'''

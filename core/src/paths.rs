//! Per-project state directory layout.
//!
//! Everything durable lives under `<project>/.slb/`:
//!
//! ```text
//! .slb/
//!   slb.db          relational store (+ WAL sidecars)
//!   config.toml     recognized-key configuration
//!   logs/           one file per execution, timestamped
//!   pending/        one JSON snapshot per pending request
//!   processed/      snapshots of requests that reached a terminal state
//!   sessions/       session records for audit
//!   rollback/       rollback capture pointers
//! ```

use std::io::Write;
use std::path::Path;
use std::path::PathBuf;

use chrono::DateTime;
use chrono::Utc;
use uuid::Uuid;

use crate::error::Result;

pub const STATE_DIR_NAME: &str = ".slb";
const DB_FILE: &str = "slb.db";
const CONFIG_FILE: &str = "config.toml";

#[derive(Debug, Clone, PartialEq, Eq)]
pub struct ProjectPaths {
    project: PathBuf,
    state: PathBuf,
}

impl ProjectPaths {
    pub fn new(project: impl Into<PathBuf>) -> Self {
        let project = project.into();
        let state = project.join(STATE_DIR_NAME);
        Self { project, state }
    }

    pub fn project(&self) -> &Path {
        &self.project
    }

    pub fn state_dir(&self) -> &Path {
        &self.state
    }

    pub fn db_path(&self) -> PathBuf {
        self.state.join(DB_FILE)
    }

    pub fn config_path(&self) -> PathBuf {
        self.state.join(CONFIG_FILE)
    }

    pub fn logs_dir(&self) -> PathBuf {
        self.state.join("logs")
    }

    pub fn pending_dir(&self) -> PathBuf {
        self.state.join("pending")
    }

    pub fn processed_dir(&self) -> PathBuf {
        self.state.join("processed")
    }

    pub fn sessions_dir(&self) -> PathBuf {
        self.state.join("sessions")
    }

    pub fn rollback_dir(&self) -> PathBuf {
        self.state.join("rollback")
    }

    /// Create the directory tree and add the state directory to the
    /// project's ignore list. Idempotent.
    pub fn ensure_layout(&self) -> Result<()> {
        for dir in [
            self.state_dir().to_path_buf(),
            self.logs_dir(),
            self.pending_dir(),
            self.processed_dir(),
            self.sessions_dir(),
            self.rollback_dir(),
        ] {
            std::fs::create_dir_all(&dir)?;
        }
        self.ensure_gitignore()?;
        Ok(())
    }

    /// Log file for one execution: timestamped so concurrent executions in
    /// the same project never collide.
    pub fn execution_log_path(&self, request_id: Uuid, now: DateTime<Utc>) -> PathBuf {
        let stamp = now.format("%Y%m%d-%H%M%S%.3f");
        self.logs_dir().join(format!("exec-{stamp}-{request_id}.log"))
    }

    /// Emergency executions log outside any request row.
    pub fn emergency_log_path(&self, now: DateTime<Utc>) -> PathBuf {
        let stamp = now.format("%Y%m%d-%H%M%S%.3f");
        self.logs_dir().join(format!("emergency-{stamp}.log"))
    }

    pub fn pending_snapshot_path(&self, request_id: Uuid) -> PathBuf {
        self.pending_dir().join(format!("{request_id}.json"))
    }

    pub fn processed_snapshot_path(&self, request_id: Uuid) -> PathBuf {
        self.processed_dir().join(format!("{request_id}.json"))
    }

    pub fn rollback_capture_dir(&self, request_id: Uuid) -> PathBuf {
        self.rollback_dir().join(request_id.to_string())
    }

    fn ensure_gitignore(&self) -> Result<()> {
        let gitignore = self.project.join(".gitignore");
        let entry = format!("{STATE_DIR_NAME}/");
        let already_listed = match std::fs::read_to_string(&gitignore) {
            Ok(contents) => contents
                .lines()
                .any(|line| line.trim() == entry || line.trim() == STATE_DIR_NAME),
            Err(e) if e.kind() == std::io::ErrorKind::NotFound => false,
            Err(e) => return Err(e.into()),
        };
        if !already_listed {
            let mut file = std::fs::OpenOptions::new()
                .create(true)
                .append(true)
                .open(&gitignore)?;
            writeln!(file, "{entry}")?;
        }
        Ok(())
    }
}
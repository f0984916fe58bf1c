pub mod output;
pub use output::write_output;
pub mod url_validation;
pub use url_validation::{UrlValidationError, validate_api_url};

'''

> **What the task requires**
Copy every entry exactly, missing none.

> **Answer**
filename core/src/paths.rs
//! Per-project state directory layout.
//!
//! Everything durable lives under `<project>/.slb/`:
//!
//! ```text
//! .slb/
//!   slb.db          relational store (+ WAL sidecars)
//!   config.toml     recognized-key configuration
//!   logs/           one file per execution, timestamped
//!   pending/        one JSON snapshot per pending request
//!   processed/      snapshots of requests that reached a terminal state
//!   sessions/       session records for audit
//!   rollback/       rollback capture pointers
//! ```

use std::io::Write;
use std::path::Path;
use std::path::PathBuf;

use chrono::DateTime;
use chrono::Utc;
use uuid::Uuid;

use crate::error::Result;

pub const STATE_DIR_NAME: &str = ".slb";
const DB_FILE: &str = "slb.db";
const CONFIG_FILE: &str = "config.toml";

#[derive(Debug, Clone, PartialEq, Eq)]
pub struct ProjectPaths {
    project: PathBuf,
    state: PathBuf,
}

impl ProjectPaths {
    pub fn new(project: impl Into<PathBuf>) -> Self {
        let project = project.into();
        let state = project.join(STATE_DIR_NAME);
        Self { project, state }
    }

    pub fn project(&self) -> &Path {
        &self.project
    }

    pub fn state_dir(&self) -> &Path {
        &self.state
    }

    pub fn db_path(&self) -> PathBuf {
        self.state.join(DB_FILE)
    }

    pub fn config_path(&self) -> PathBuf {
        self.state.join(CONFIG_FILE)
    }

    pub fn logs_dir(&self) -> PathBuf {
        self.state.join("logs")
    }

    pub fn pending_dir(&self) -> PathBuf {
        self.state.join("pending")
    }

    pub fn processed_dir(&self) -> PathBuf {
        self.state.join("processed")
    }

    pub fn sessions_dir(&self) -> PathBuf {
        self.state.join("sessions")
    }

    pub fn rollback_dir(&self) -> PathBuf {
        self.state.join("rollback")
    }

    /// Create the directory tree and add the state directory to the
    /// project's ignore list. Idempotent.
    pub fn ensure_layout(&self) -> Result<()> {
        for dir in [
            self.state_dir().to_path_buf(),
            self.logs_dir(),
            self.pending_dir(),
            self.processed_dir(),
            self.sessions_dir(),
            self.rollback_dir(),
        ] {
            std::fs::create_dir_all(&dir)?;
        }
        self.ensure_gitignore()?;
        Ok(())
    }

    /// Log file for one execution: timestamped so concurrent executions in
    /// the same project never collide.
    pub fn execution_log_path(&self, request_id: Uuid, now: DateTime<Utc>) -> PathBuf {
        let stamp = now.format("%Y%m%d-%H%M%S%.3f");
        self.logs_dir().join(format!("exec-{stamp}-{request_id}.log"))
    }

    /// Emergency executions log outside any request row.
    pub fn emergency_log_path(&self, now: DateTime<Utc>) -> PathBuf {
        let stamp = now.format("%Y%m%d-%H%M%S%.3f");
        self.logs_dir().join(format!("emergency-{stamp}.log"))
    }

    pub fn pending_snapshot_path(&self, request_id: Uuid) -> PathBuf {
        self.pending_dir().join(format!("{request_id}.json"))
    }

    pub fn processed_snapshot_path(&self, request_id: Uuid) -> PathBuf {
        self.processed_dir().join(format!("{request_id}.json"))
    }

    pub fn rollback_capture_dir(&self, request_id: Uuid) -> PathBuf {
        self.rollback_dir().join(request_id.to_string())
    }

    fn ensure_gitignore(&self) -> Result<()> {
        let gitignore = self.project.join(".gitignore");
        let entry = format!("{STATE_DIR_NAME}/");
        let already_listed = match std::fs::read_to_string(&gitignore) {
            Ok(contents) => contents
                .lines()
                .any(|line| line.trim() == entry || line.trim() == STATE_DIR_NAME),
            Err(e) if e.kind() == std::io::ErrorKind::NotFound => false,
            Err(e) => return Err(e.into()),
        };
        if !already_listed {
            let mut file = std::fs::OpenOptions::new()
                .create(true)
                .append(true)
                .open(&gitignore)?;
            writeln!(file, "{entry}")?;
        }
        Ok(())
    }
}
repository f0984916fe58bf1c
pub mod output;
pub use output::write_output;
pub mod url_validation;
pub use url_validation::{UrlValidationError, validate_api_url};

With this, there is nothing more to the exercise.